- Stocks in Europe followed strong gains seen in Asia and on Wall Street following news that the U.S. Senate had reached a deal to end an ongoing government shutdown
- Top performing stocks included Logitech, easyJet and Carrefour, while miners fell to the bottom of the benchmarks
European stocks narrowly finished in positive territory on Tuesday, as investors reacted to the latest individual stock news and the end of a three-day government shutdown in the U.S.
The pan-European STOXX 600 provisionally closed 0.09 percent higher, with most sectors ending in the black. Looking to European bourses, Germany's DAX sped ahead of its fellow counterparts while France's CAC 40 came under slight pressure.
Stateside, the Nasdaq composite opened at a record high following a surge in Netflix shares on stronger-than-expected subscriber growth. Markets were lifted following news that the U.S. Senate had reached a deal on Monday to end an ongoing government shutdown. Members of the Senate managed to secure a temporary arrangement to keep the U.S. government open until February 8. The chamber passed a stopgap bill by a margin of 81-18.

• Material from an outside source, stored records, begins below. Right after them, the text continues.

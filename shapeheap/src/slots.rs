//! Slot resolution, growth and storage transitions.
use bitflags::bitflags;

use crate::{
    Dict, Heap, MapKind, Object, ObjectFlags, PropertyKey, Tagged, dict::ITEM_SIZE,
};

bitflags! {
    #[derive(Debug, Clone, Copy, PartialEq, Eq)]
    pub(crate) struct Resolve: u8 {
        /// Claim an empty slot if the key is missing.
        const UPDATE = 1 << 0;
        /// Re-insertion during growth: no nested growth, no shape change.
        const GROWING = 1 << 1;
        const NO_TRANSITION = 1 << 2;
    }
}

/// A keyed table at least this many times larger than its entry count is
/// not grown on probe exhaustion, its probe budget widens instead.
const SPARSE_FACTOR: usize = 4;

/// Result of one probe sequence.
#[derive(Debug, Clone, Copy, PartialEq, Eq)]
struct Probe {
    index: Option<usize>,
    /// The key was newly inserted.
    inserted: bool,
}

impl Probe {
    const MISSING: Self = Self {
        index: None,
        inserted: false,
    };

    const fn found(index: usize) -> Self {
        Self {
            index: Some(index),
            inserted: false,
        }
    }
}

impl Tagged<Object> {
    fn probe(self, heap: &mut Heap, key: PropertyKey, update: bool) -> Probe {
        if heap.object(self).is_dense() {
            let Some(index) = key.dense_index() else {
                return Probe::MISSING;
            };
            if update {
                self.dense_update(heap, index);
            } else if index >= self.capacity(heap) {
                return Probe::MISSING;
            }
            return Probe::found(index);
        }

        let word = key.to_value();
        let hash = key.hash(heap);
        let max_probes = heap.object(self).probes;

        let dict = self.dict(heap);
        let mask = dict.capacity() - 1;
        let mut index = (hash & mask as u64) as usize;
        let mut empty = None;
        for _ in 0..max_probes.min(dict.capacity()) {
            let existing = dict.key(index);
            // interned names and fixnums compare by word identity
            if existing == word {
                return Probe::found(index);
            }
            if existing.is_hole() {
                empty = Some(index);
                break;
            }
            index = (index + 1) & mask;
        }

        match empty {
            Some(index) if update => {
                self.dict_mut(heap).set_key(index, word);
                Probe {
                    index: Some(index),
                    inserted: true,
                }
            }
            Some(_) => Probe::MISSING,
            None => {
                log::trace!("{self:?}: {max_probes} probes exhausted for {key:?}");
                Probe::MISSING
            }
        }
    }

    /// Find the slot for `key`, optionally inserting it.
    ///
    /// Insertion grows the storage until the key fits and applies the shape
    /// transition for a new key. Re-insertion during growth does neither.
    pub(crate) fn resolve_slot(
        self,
        heap: &mut Heap,
        key: PropertyKey,
        resolve: Resolve,
    ) -> Option<usize> {
        let update = resolve.contains(Resolve::UPDATE);
        let probe = self.probe(heap, key, update);
        if !update || resolve.contains(Resolve::GROWING) {
            return probe.index;
        }

        let Some(index) = probe.index else {
            if self.capacity(heap) >= SPARSE_FACTOR * (self.len(heap) + 1) {
                self.widen_probes(heap);
            } else {
                self.grow(heap, 0);
            }
            return self.resolve_slot(heap, key, resolve);
        };
        if probe.inserted && !resolve.contains(Resolve::NO_TRANSITION) {
            let map = heap.object(self).map;
            if let Some(next) = map.transition(heap, key, self) {
                heap.object_mut(self).map = next;
                heap.stats.shape_transitions += 1;
            }
        }
        Some(index)
    }

    /// Replace the storage with one of at least twice the size, holding at
    /// least `min_entries` entries, and re-insert every entry.
    ///
    /// Doubles again whenever a re-insert runs out of probes, until the
    /// table is sparse. From then on the object's probe budget widens
    /// instead, so keys sharing their low hash bits cannot grow the table
    /// without bound.
    pub fn grow(self, heap: &mut Heap, min_entries: usize) {
        let object = *heap.object(self);
        let old = object.field;
        let dense = object.is_dense();
        let item_size = if dense { 1 } else { ITEM_SIZE };
        let old_len = heap.field(old).len();
        let entries = self.len(heap);

        let mut size = (old_len * 2).max(heap.settings().min_field_size);
        while size < min_entries * item_size {
            size *= 2;
        }

        loop {
            let field = heap.alloc_field(size);
            heap.object_mut(self).field = field;
            if self.reinsert(heap, old) {
                break;
            }
            log::debug!("{self:?}: rehash into {size} slots ran out of probes");
            if size / item_size >= SPARSE_FACTOR * entries {
                self.widen_probes(heap);
            } else {
                size = size
                    .checked_mul(2)
                    .expect("dictionary grew past the address space");
            }
        }

        heap.stats.grows += 1;
        log::debug!(
            "{self:?}: grew {} storage {old_len} -> {size} slots",
            if dense { "dense" } else { "keyed" }
        );
    }

    /// Double the probe budget, up to the whole table.
    fn widen_probes(self, heap: &mut Heap) {
        let capacity = self.capacity(heap);
        let object = heap.object_mut(self);
        object.probes = (object.probes * 2).min(capacity);
        log::debug!(
            "{self:?}: probe budget widened to {} of {capacity} entries",
            object.probes
        );
    }

    fn reinsert(self, heap: &mut Heap, old: Tagged<crate::Field>) -> bool {
        let dense = heap.object(self).is_dense();
        let capacity = Dict::new(heap.field(old), dense).capacity();
        for i in 0..capacity {
            let (key, value) = {
                let dict = Dict::new(heap.field(old), dense);
                (dict.key(i), dict.value(i))
            };
            let Some(key) = PropertyKey::from_value(key) else {
                continue;
            };
            let resolve = Resolve::UPDATE | Resolve::GROWING;
            match self.resolve_slot(heap, key, resolve) {
                Some(slot) => self.dict_mut(heap).set_value(slot, value),
                None => return false,
            }
        }
        true
    }

    fn dense_update(self, heap: &mut Heap, index: usize) {
        if index >= self.capacity(heap) {
            self.grow(heap, index + 1);
        }
    }

    /// Move a dense object to keyed storage under the generic map of its
    /// prototype. Every present element is re-set under its integer key.
    pub(crate) fn transition_to_keyed(self, heap: &mut Heap) {
        let object = *heap.object(self);
        let proto = heap.map(object.map).proto();
        let kind = if object.has_access_pairs() {
            MapKind::Accessor
        } else {
            MapKind::Generic
        };
        let map = heap.root_map(kind, proto);
        let old_len = heap.field(object.field).len();
        let field = heap.alloc_field(2 * ITEM_SIZE * old_len);

        let header = heap.object_mut(self);
        header.flags.remove(ObjectFlags::DENSE);
        header.map = map;
        header.field = field;
        heap.stats.dense_to_keyed += 1;
        log::debug!("{self:?}: dense -> keyed with {old_len} elements");

        for i in 0..old_len {
            let value = heap.field(object.field).get(i);
            if value.is_hole() {
                continue;
            }
            let Some(key) = PropertyKey::integer(i as i64) else {
                unreachable!("dense index {i} beyond fixnum range");
            };
            self.set(heap, key, value);
        }
    }
}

Switching focus back to Europe, computer accessories firm Logitech rose 8 percent after it saw its sales rise to $812 million in the third quarter, jumping 22 percent compared to the period a year before. Shares were also boosted after it raised its full-year outlook.
Sticking with the top performers, budget airline easyJet saw its total revenue rise 14.4 percent in the first quarter, hitting £1.14 billion ($1.59 billion), helping lift its share price up over 5 percent in trade.
Meantime, as retailers deal with the rise in popularity of Amazon and e-commerce, France's Carrefour announced its 2022 transformation plan. The company is looking to step up its investment in digital, while opening 2,000 convenience stores in the next five years and seeking a partnership with Tencent in China. Shares rose almost 3.5 percent.
Elsewhere, the U.K's Competition and Markets Authority (CMA) told Rupert Murdoch that his $15 billion takeover of Sky is not in the public's interest.
The government, which is expected to make the final verdict on this deal, asked the competition regulator to assess whether Murdoch had too much influence in the U.K.'s news media space; Reuters reported. Despite the CMA's decision, Sky shares finished up over 2 percent.